Veldtman Gruschen R, Connolly Heidi M, Grogan Martha, Ammash Naser M, Warnes Carole A
Division of Cardiovascular Diseases and Internal Medicine, Mayo Clinic, Rochester, Minnesota 55905, USA.
J Am Coll Cardiol. 2004 Jul 7;44(1):174-80. doi: 10.1016/j.jacc.2003.11.067.
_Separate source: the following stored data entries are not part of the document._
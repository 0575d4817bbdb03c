//! Weight update rules.
//!
//! Both rules run once per epoch over the gradients accumulated for the whole
//! training set. Gradients point *downhill*: the trainer accumulates
//! `output * delta` with `delta` seeded from `ideal - actual`, so a positive
//! gradient means the weight should grow.
//!
//! Per-weight state (`last_delta`, `last_gradient`, `update_values`) lives in
//! the trainer and persists across epochs.

#[cfg(feature = "serde")]
use serde::{Deserialize, Serialize};

use crate::math::sign;
use crate::{Error, Result};

/// Step growth factor when a gradient keeps its sign.
pub const POSITIVE_ETA: f64 = 1.2;
/// Step shrink factor when a gradient flips sign.
pub const NEGATIVE_ETA: f64 = 0.5;
/// Lower bound of an RPROP step.
pub const DELTA_MIN: f64 = 1e-6;
/// Upper bound of an RPROP step.
pub const MAX_STEP: f64 = 50.0;
/// RPROP step every weight starts with.
pub const DEFAULT_INITIAL_UPDATE: f64 = 0.1;

#[cfg_attr(feature = "serde", derive(Serialize, Deserialize))]
#[cfg_attr(feature = "serde", serde(tag = "kind", rename_all = "snake_case"))]
#[derive(Debug, Clone, Copy, PartialEq, Default)]
/// Update rule applied after each epoch.
pub enum TrainingMethod {
    /// Gradient step with momentum:
    /// `delta = gradient * learning_rate + last_delta * momentum`.
    ///
    /// `last_delta` is the change applied by the previous epoch. The trainer
    /// keeps it across epochs (only the gradients are reset), so momentum
    /// carries from one `iteration` into the next. It starts at zero when the
    /// trainer is created.
    Backprop { learning_rate: f64, momentum: f64 },
    /// Resilient propagation: sign-only steps with per-weight adaptive sizes.
    #[default]
    Rprop,
}

impl TrainingMethod {
    /// Build from a type name ("BPROP" or "RPROP", case-insensitive) and the
    /// back-propagation hyperparameters. RPROP ignores `learning_rate` and
    /// `momentum`.
    pub fn from_parts(kind: &str, learning_rate: f64, momentum: f64) -> Result<Self> {
        let method = match kind.trim().to_ascii_uppercase().as_str() {
            "BPROP" => TrainingMethod::Backprop {
                learning_rate,
                momentum,
            },
            "RPROP" => TrainingMethod::Rprop,
            other => {
                return Err(Error::InvalidConfig(format!(
                    "unknown training type {other:?}, expected BPROP or RPROP"
                )));
            }
        };
        method.validate()?;
        Ok(method)
    }

    /// Validate hyperparameters.
    pub fn validate(self) -> Result<()> {
        match self {
            TrainingMethod::Backprop {
                learning_rate,
                momentum,
            } => {
                if !learning_rate.is_finite() {
                    return Err(Error::InvalidConfig(format!(
                        "learning rate must be finite, got {learning_rate}"
                    )));
                }
                if !momentum.is_finite() {
                    return Err(Error::InvalidConfig(format!(
                        "momentum must be finite, got {momentum}"
                    )));
                }
                Ok(())
            }
            TrainingMethod::Rprop => Ok(()),
        }
    }

    pub fn name(self) -> &'static str {
        match self {
            TrainingMethod::Backprop { .. } => "BPROP",
            TrainingMethod::Rprop => "RPROP",
        }
    }
}

/// Back-propagation with momentum over every weight.
pub fn learn_bprop(
    weights: &mut [f64],
    gradients: &[f64],
    last_delta: &mut [f64],
    learning_rate: f64,
    momentum: f64,
) {
    debug_assert_eq!(weights.len(), gradients.len());
    debug_assert_eq!(weights.len(), last_delta.len());

    for i in 0..weights.len() {
        let delta = gradients[i] * learning_rate + last_delta[i] * momentum;
        last_delta[i] = delta;
        weights[i] += delta;
    }
}

/// Resilient propagation (with weight backtracking) over every weight.
pub fn learn_rprop(
    weights: &mut [f64],
    gradients: &[f64],
    last_gradient: &mut [f64],
    last_delta: &mut [f64],
    update_values: &mut [f64],
) {
    debug_assert_eq!(weights.len(), gradients.len());
    debug_assert_eq!(weights.len(), last_gradient.len());
    debug_assert_eq!(weights.len(), last_delta.len());
    debug_assert_eq!(weights.len(), update_values.len());

    for i in 0..weights.len() {
        let change = sign(gradients[i] * last_gradient[i]);

        let weight_change = if change > 0 {
            let delta = (update_values[i] * POSITIVE_ETA).min(MAX_STEP);
            update_values[i] = delta;
            last_gradient[i] = gradients[i];
            f64::from(sign(gradients[i])) * delta
        } else if change < 0 {
            // Overshot a minimum: shrink the step and undo the last move.
            update_values[i] = (update_values[i] * NEGATIVE_ETA).max(DELTA_MIN);
            last_gradient[i] = 0.0;
            -last_delta[i]
        } else {
            last_gradient[i] = gradients[i];
            f64::from(sign(gradients[i])) * update_values[i]
        };

        weights[i] += weight_change;
        last_delta[i] = weight_change;
    }
}

#[cfg(test)]
mod tests {
    use super::*;

    use approx::assert_abs_diff_eq;

    #[test]
    fn from_parts_parses_type_names() {
        assert_eq!(
            TrainingMethod::from_parts("rprop", 0.0, 0.0).unwrap(),
            TrainingMethod::Rprop
        );
        assert_eq!(
            TrainingMethod::from_parts("BPROP", 0.7, 0.3).unwrap(),
            TrainingMethod::Backprop {
                learning_rate: 0.7,
                momentum: 0.3
            }
        );
        assert!(TrainingMethod::from_parts("QPROP", 0.1, 0.0).is_err());
        assert!(TrainingMethod::from_parts("BPROP", f64::NAN, 0.0).is_err());
    }

    #[test]
    fn bprop_applies_momentum() {
        let mut w = [1.0];
        let mut last = [0.0];
        learn_bprop(&mut w, &[2.0], &mut last, 0.5, 0.9);
        assert_abs_diff_eq!(w[0], 2.0, epsilon = 1e-12);
        assert_abs_diff_eq!(last[0], 1.0, epsilon = 1e-12);

        learn_bprop(&mut w, &[0.0], &mut last, 0.5, 0.9);
        assert_abs_diff_eq!(w[0], 2.9, epsilon = 1e-12);
        assert_abs_diff_eq!(last[0], 0.9, epsilon = 1e-12);
    }

    #[test]
    fn rprop_grows_step_while_sign_holds() {
        let mut w = [0.0];
        let mut last_g = [0.0];
        let mut last_d = [0.0];
        let mut upd = [DEFAULT_INITIAL_UPDATE];

        // First epoch: no history, plain step.
        learn_rprop(&mut w, &[3.0], &mut last_g, &mut last_d, &mut upd);
        assert_abs_diff_eq!(upd[0], 0.1, epsilon = 1e-12);
        assert_abs_diff_eq!(w[0], 0.1, epsilon = 1e-12);

        learn_rprop(&mut w, &[0.5], &mut last_g, &mut last_d, &mut upd);
        assert_abs_diff_eq!(upd[0], 0.1 * 1.2, epsilon = 1e-12);
        assert_abs_diff_eq!(w[0], 0.1 + 0.12, epsilon = 1e-12);
        assert_abs_diff_eq!(last_d[0], 0.12, epsilon = 1e-12);
    }

    #[test]
    fn rprop_step_is_capped() {
        let mut w = [0.0];
        let mut last_g = [1.0];
        let mut last_d = [0.0];
        let mut upd = [45.0];
        learn_rprop(&mut w, &[-1.0e-3], &mut last_g, &mut last_d, &mut upd);
        // Sign flipped: this one shrinks.
        assert_abs_diff_eq!(upd[0], 22.5, epsilon = 1e-12);

        let mut last_g = [1.0];
        let mut upd = [45.0];
        learn_rprop(&mut w, &[1.0], &mut last_g, &mut last_d, &mut upd);
        assert_eq!(upd[0], MAX_STEP);
    }

    #[test]
    fn rprop_sign_flip_reverts_previous_move() {
        let mut w = [1.0];
        let mut last_g = [0.0];
        let mut last_d = [0.0];
        let mut upd = [DEFAULT_INITIAL_UPDATE];

        learn_rprop(&mut w, &[-2.0], &mut last_g, &mut last_d, &mut upd);
        assert_abs_diff_eq!(w[0], 0.9, epsilon = 1e-12);

        learn_rprop(&mut w, &[4.0], &mut last_g, &mut last_d, &mut upd);
        assert_abs_diff_eq!(w[0], 1.0, epsilon = 1e-12);
        assert_abs_diff_eq!(upd[0], 0.05, epsilon = 1e-12);
        assert_eq!(last_g[0], 0.0);

        // History was cleared, so the next epoch takes a plain step.
        learn_rprop(&mut w, &[4.0], &mut last_g, &mut last_d, &mut upd);
        assert_abs_diff_eq!(w[0], 1.05, epsilon = 1e-12);
        assert_abs_diff_eq!(upd[0], 0.05, epsilon = 1e-12);
    }

    #[test]
    fn rprop_step_is_floored() {
        let mut w = [0.0];
        let mut last_g = [1.0];
        let mut last_d = [0.0];
        let mut upd = [1.5e-6];
        learn_rprop(&mut w, &[-1.0], &mut last_g, &mut last_d, &mut upd);
        assert_eq!(upd[0], DELTA_MIN);
    }
}
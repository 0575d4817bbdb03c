use criterion::{Criterion, black_box, criterion_group, criterion_main};

use rust_flatnet::{
    Activation, Dataset, ErrorFunction, NetworkBuilder, PropagationTrainer, TrainingMethod,
};

fn compute_bench(c: &mut Criterion) {
    let mut net = NetworkBuilder::from_sizes(&[128, 256, 256, 10], Activation::Tanh)
        .unwrap()
        .build_with_seed(0)
        .unwrap();
    let input = vec![0.1; net.input_count()];

    c.bench_function("compute_128_256_256_10", |b| {
        b.iter(|| {
            let out = net.compute(black_box(&input)).unwrap();
            black_box(out);
        })
    });
}

fn elman_compute_bench(c: &mut Criterion) {
    let mut net = NetworkBuilder::new(16, 1.0)
        .unwrap()
        .add_layer(Activation::Tanh, 64, 1.0)
        .unwrap()
        .add_layer(Activation::Linear, 4, 0.0)
        .unwrap()
        .feed_context(1, 0)
        .unwrap()
        .build_with_seed(0)
        .unwrap();
    let input = vec![0.1; net.input_count()];

    c.bench_function("compute_elman_16_64_4", |b| {
        b.iter(|| {
            let out = net.compute(black_box(&input)).unwrap();
            black_box(out);
        })
    });
}

fn iteration_bench(c: &mut Criterion) {
    let len = 256;
    let data = Dataset::from_flat(vec![0.1; len * 32], vec![0.0; len * 4], 32, 4).unwrap();

    for (name, method) in [
        ("iteration_rprop_32_64_4_x256", TrainingMethod::Rprop),
        (
            "iteration_bprop_32_64_4_x256",
            TrainingMethod::Backprop {
                learning_rate: 1e-3,
                momentum: 0.9,
            },
        ),
    ] {
        let mut net = NetworkBuilder::from_sizes(&[32, 64, 4], Activation::Sigmoid)
            .unwrap()
            .build_with_seed(0)
            .unwrap();
        let mut trainer =
            PropagationTrainer::create(&mut net, ErrorFunction::Linear, &data, method).unwrap();

        c.bench_function(name, |b| {
            b.iter(|| black_box(trainer.iteration()));
        });
    }
}

criterion_group!(benches, compute_bench, elman_compute_bench, iteration_bench);
criterion_main!(benches);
We sought to determine pregnancy outcomes in patients with tetralogy of Fallot (TOF).
Pregnancy outcomes in patients with TOF are incompletely defined.
Clinical, hemodynamic, and obstetric data were reviewed for women with TOF and prior pregnancy.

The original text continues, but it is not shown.